Books every medical student interested in hospital medicine should be reading: I spend a lot of time thinking about patient safety and how to prevent harm to patients. I think Atul Gawande is a phenomenal writer and provides a wonderful perspective on many of the challenges we encounter in the health care system. He also offers some thoughtful solutions. I think every medical student would enjoy reading his writing, including several of his books: Complications, Better and Checklist Manifesto. In addition, information technology is transforming the way we practice medicine. I’d recommend reading The Digital Doctor: Hope, Hype, and Harm at the Dawn of Medicine’s Computer Age, by Bob Wachter, my department chair and the founder of the field of hospital medicine.

One online resource they should follow: There are plenty of websites and resources dedicated to clinical medicine, but the practice of hospital medicine is very much impacted by changes in health care policy. I think it’s really important to be aware of policy initiatives and how they shape the incentives of the system in which we practice. I think The New York Times does a pretty thorough job covering important health care issues.

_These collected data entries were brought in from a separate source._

//! Test fixtures for integration tests.
//!
//! Provides helpers for:
//! - Building common task shapes
//! - Recording observer events
//! - A fan-out/fan-in graph for firing-order checks

#![allow(dead_code)]

use std::sync::{Arc, Mutex};

use serde_json::json;

use workgraph::agents::AgentSpec;
use workgraph::config::{EngineConfig, FiringOrder};
use workgraph::core::{AdaptorId, AdaptorSpec, Endpoint, PortData, State, TaskId, TaskSpec, TransformSpec};
use workgraph::engine::{GraphMutated, Manager, MutationKind, StateChanged};

pub fn objects(items: &[&str]) -> PortData {
    PortData::new("objects", json!(items))
}

/// Completable task with one output port.
pub fn source(m: &mut Manager, name: &str) -> TaskId {
    m.create_task(
        TaskSpec::new(name)
            .output("out")
            .agent(AgentSpec::always_completable()),
    )
    .expect("create source task")
}

/// Task that waits for data on its `in` port.
pub fn sink(m: &mut Manager, name: &str) -> TaskId {
    m.create_task(TaskSpec::new(name).agent(AgentSpec::port_data("in")))
        .expect("create sink task")
}

/// Task that forwards nothing itself but reads `in` and offers `out`.
pub fn relay(m: &mut Manager, name: &str) -> TaskId {
    m.create_task(
        TaskSpec::new(name)
            .output("out")
            .agent(AgentSpec::port_data("in")),
    )
    .expect("create relay task")
}

pub fn connect(m: &mut Manager, from: TaskId, to: TaskId) -> AdaptorId {
    m.create_adaptor(AdaptorSpec::new(Endpoint::new(from, "out"), Endpoint::new(to, "in")))
        .expect("create adaptor")
}

pub fn connect_ports(
    m: &mut Manager,
    from: TaskId,
    out: &str,
    to: TaskId,
    input: &str,
    transform: TransformSpec,
) -> AdaptorId {
    m.create_adaptor(
        AdaptorSpec::new(Endpoint::new(from, out), Endpoint::new(to, input)).with_transform(transform),
    )
    .expect("create adaptor")
}

/// Collects every state-changed event delivered to a subscriber.
#[derive(Clone, Default)]
pub struct EventLog {
    events: Arc<Mutex<Vec<StateChanged>>>,
}

impl EventLog {
    pub fn attach(m: &mut Manager) -> Self {
        let log = Self::default();
        let sink = log.events.clone();
        m.subscribe_state_changed(move |e| sink.lock().unwrap().push(*e));
        log
    }

    pub fn events(&self) -> Vec<StateChanged> {
        self.events.lock().unwrap().clone()
    }

    pub fn for_task(&self, task: TaskId) -> Vec<StateChanged> {
        self.events().into_iter().filter(|e| e.task == task).collect()
    }

    pub fn len(&self) -> usize {
        self.events.lock().unwrap().len()
    }

    pub fn clear(&self) {
        self.events.lock().unwrap().clear();
    }
}

/// Collects graph mutation kinds.
#[derive(Clone, Default)]
pub struct MutationLog {
    events: Arc<Mutex<Vec<GraphMutated>>>,
}

impl MutationLog {
    pub fn attach(m: &mut Manager) -> Self {
        let log = Self::default();
        let sink = log.events.clone();
        m.subscribe_graph_mutated(move |e| sink.lock().unwrap().push(e.clone()));
        log
    }

    pub fn kinds(&self) -> Vec<MutationKind> {
        self.events.lock().unwrap().iter().map(|e| e.kind).collect()
    }

    pub fn last(&self) -> Option<GraphMutated> {
        self.events.lock().unwrap().last().cloned()
    }
}

/// One source fanning out to three relays, which all feed a group-like
/// collector chain:
///
/// ```text
///            +-> r1 -> j1
///   root ----+-> r2 -> j2
///            +-> r3 -> j3
/// ```
///
/// plus a state-signal edge from every relay into a shared gate task.
pub struct FanGraph {
    pub manager: Manager,
    pub root: TaskId,
    pub relays: Vec<TaskId>,
    pub joins: Vec<TaskId>,
    pub gate: TaskId,
}

impl FanGraph {
    pub fn build(order: FiringOrder) -> Self {
        let mut m = Manager::new(EngineConfig {
            firing_order: order,
            auto_complete: true,
            ..EngineConfig::default()
        });
        let root = source(&mut m, "root");
        let gate = m
            .create_task(
                TaskSpec::new("gate")
                    .agent(AgentSpec::port_data("s1"))
                    .agent(AgentSpec::port_data("s2"))
                    .agent(AgentSpec::port_data("s3")),
            )
            .expect("create gate");
        let mut relays = Vec::new();
        let mut joins = Vec::new();
        for i in 1..=3 {
            let r = relay(&mut m, &format!("r{}", i));
            connect(&mut m, root, r);
            let j = relay(&mut m, &format!("j{}", i));
            connect(&mut m, r, j);
            connect_ports(
                &mut m,
                r,
                "out",
                gate,
                &format!("s{}", i),
                TransformSpec::new("when_completed", json!(null)),
            );
            relays.push(r);
            joins.push(j);
        }
        Self {
            manager: m,
            root,
            relays,
            joins,
            gate,
        }
    }

    /// Final state of every task, in creation order.
    pub fn states(&self) -> Vec<(String, State)> {
        self.manager
            .tasks()
            .iter()
            .map(|t| (t.name().to_string(), t.state()))
            .collect()
    }

    /// Push data through the whole graph.
    pub fn run(&mut self) {
        self.manager
            .set_port_data(self.root, "out", objects(&["part-1", "part-2"]))
            .expect("seed root");
        for relay in self.relays.clone() {
            self.manager
                .set_port_data(relay, "out", objects(&["faces"]))
                .expect("write relay output");
        }
    }
}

A quick insight I’d give students who are considering hospital medicine: Talk to hospitalists who work in different places and in different settings. A community hospital might have a very different feel from an academic medical center, and the job might look completely different. Think about your interests and passions outside of clinical medicine and ask hospitalists how they are able to balance those or incorporate them into their job descriptions.